It's perhaps the difference between a 200gr apple and a 205gr apple, but
certainly not apples and oranges, and it's absolutely not the reason for why
the PHP JIT version was faster.

If you really want to test the raw performance difference, get rid of
the
output code altogether in both the PHP and C versions. I haven't tried
that, but as I do believe our output buffering code is a lot more
complicated than that of glibc's streams - my guess is that the gap
between
the two implementations would actually grow bigger, and in PHP's favor.
We
already know that the PHP version with the output (using the output
buffering layer) runs as fast as the C version with no output at all.

GCC at -O1 and higher will run in 0 seconds. Because the loop will be
dead-code and hence eliminated. It is idempotent (no side effects) and
the result of the program doesn't depend on it, so it's eliminated.

You'd need to make the computation meaningful with a result that you
can return for it to be live code.

So just get rid of the newline prints, but keep everything else. That means
zero flushing, full buffering for the C version. How fast does that run?

Zeev

10 years ago by Anthony Ferrara — view source

unread

Zeev,

It wins on uneven ground.

Without the output buffering code it's a LOT more uneven, as the PHP version
is flushing every byte - approx. 6,000 such flushes.

Then the benchmark should suffer because of that.
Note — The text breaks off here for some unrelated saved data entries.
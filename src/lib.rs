pub mod application;
pub mod auth;
pub mod config;
pub mod db;
pub mod domain;
pub mod errors;
pub mod handlers;
pub mod infrastructure;
pub mod openapi;
pub mod schema;

#[cfg(test)]
pub(crate) mod testing;

use std::sync::Arc;

use actix_web::{middleware::Logger, web, App, HttpServer};
use diesel_migrations::{embed_migrations, EmbeddedMigrations, MigrationHarness};
use utoipa::OpenApi;
use utoipa_swagger_ui::SwaggerUi;

use application::{CatalogService, OrderService, UserService};
use auth::JwtService;
use domain::ports::{CatalogRepository, OrderRepository, UserRepository};
use errors::AppError;
use infrastructure::{DieselCatalogRepository, DieselOrderRepository, DieselUserRepository};

pub use db::{create_pool, DbPool};

pub const MIGRATIONS: EmbeddedMigrations = embed_migrations!("migrations");

/// Run any pending Diesel migrations against the pool's database.
pub fn run_migrations(pool: &DbPool) -> Result<(), Box<dyn std::error::Error + Send + Sync>> {
    let mut conn = pool.get()?;
    let applied = conn.run_pending_migrations(MIGRATIONS)?;
    for version in applied {
        log::info!("applied migration {}", version);
    }
    Ok(())
}

pub type AppOrderService = OrderService<Arc<dyn OrderRepository>, Arc<dyn CatalogRepository>>;
pub type AppCatalogService = CatalogService<Arc<dyn CatalogRepository>>;
pub type AppUserService = UserService<Arc<dyn UserRepository>>;

/// The storage backends the services are built over.
pub struct Repositories {
    pub orders: Arc<dyn OrderRepository>,
    pub catalog: Arc<dyn CatalogRepository>,
    pub users: Arc<dyn UserRepository>,
}

impl Repositories {
    pub fn diesel(pool: DbPool) -> Self {
        Self {
            orders: Arc::new(DieselOrderRepository::new(pool.clone())),
            catalog: Arc::new(DieselCatalogRepository::new(pool.clone())),
            users: Arc::new(DieselUserRepository::new(pool)),
        }
    }
}

/// Services shared by every worker.
#[derive(Clone)]
pub struct AppState {
    orders: web::Data<AppOrderService>,
    catalog: web::Data<AppCatalogService>,
    users: web::Data<AppUserService>,
    jwt: web::Data<JwtService>,
}

impl AppState {
    pub fn new(repos: Repositories, jwt: JwtService) -> Self {
        Self {
            orders: web::Data::new(OrderService::new(repos.orders, repos.catalog.clone())),
            catalog: web::Data::new(CatalogService::new(repos.catalog)),
            users: web::Data::new(UserService::new(repos.users)),
            jwt: web::Data::new(jwt),
        }
    }

    pub fn users(&self) -> &AppUserService {
        &self.users
    }

    /// Registers app data and every `/api` route.
    pub fn configure(&self, cfg: &mut web::ServiceConfig) {
        cfg.app_data(self.orders.clone())
            .app_data(self.catalog.clone())
            .app_data(self.users.clone())
            .app_data(self.jwt.clone())
            .app_data(json_config())
            .service(web::scope("/api").configure(handlers::configure));
    }
}

/// Malformed or mistyped JSON bodies become `400` validation errors.
fn json_config() -> web::JsonConfig {
    web::JsonConfig::default().error_handler(|err, req| {
        log::debug!("rejected body on {}: {}", req.path(), err);
        AppError::BadRequest(format!("Invalid request body: {err}")).into()
    })
}

/// Build and return an actix-web `Server` bound to `host:port`.
///
/// The caller is responsible for `.await`-ing (or `tokio::spawn`-ing) the
/// returned server.
pub fn build_server(
    state: AppState,
    host: &str,
    port: u16,
) -> std::io::Result<actix_web::dev::Server> {
    let openapi = openapi::ApiDoc::openapi();

    Ok(HttpServer::new(move || {
        App::new()
            .wrap(Logger::default())
            .configure(|cfg| state.configure(cfg))
            .service(
                SwaggerUi::new("/swagger-ui/{_:.*}").url("/api-docs/openapi.json", openapi.clone()),
            )
    })
    .bind((host.to_string(), port))?
    .run())
}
You're testing the
full stack of all of the other languages, yet disabling a significant
part of it for PHP and saying "it's still fair because that part of
the stack is expensive".

Anthony

10 years ago by Zeev Suraski — view source

unread

Zeev,

It wins on uneven ground.

Without the output buffering code it's a LOT more uneven, as the PHP version
is flushing every byte - approx. 6,000 such flushes.

Then the benchmark should suffer because of that. You're testing the
full stack of all of the other languages, yet disabling a significant
part of it for PHP and saying "it's still fair because that part of
the stack is expensive".

Yes, the part that has nothing at all to do with the benchmark at hand, and that changes on a per-SAPI basis and creates nothing but unrelated noise for this benchmark. As I repeatedly said, and as should be obvious to anybody looking at cpu-bound benchmarks like Mandelbrot, the idea is to focus on the algorithm and factor out everything else, which is exactly what the code for both PHP and C (as well as the other langs) does. If you haven't yet - run the new line-free C version that has full buffering. Spoiler: it has identical performance.

Zeev

10 years ago by Dmitry Stogov — view source

unread

-----Original Message-----
From: Anthony Ferrara [mailto:ircmaxell@gmail.com]
Sent: Tuesday, March 03, 2015 5:44 PM
To: Zeev Suraski
Cc: PHP Internals
Subject: Re: [PHP-DEV] Re: Zend JIT Open Sourced

Zeev,

So I do apologize to the person. I don't to the code.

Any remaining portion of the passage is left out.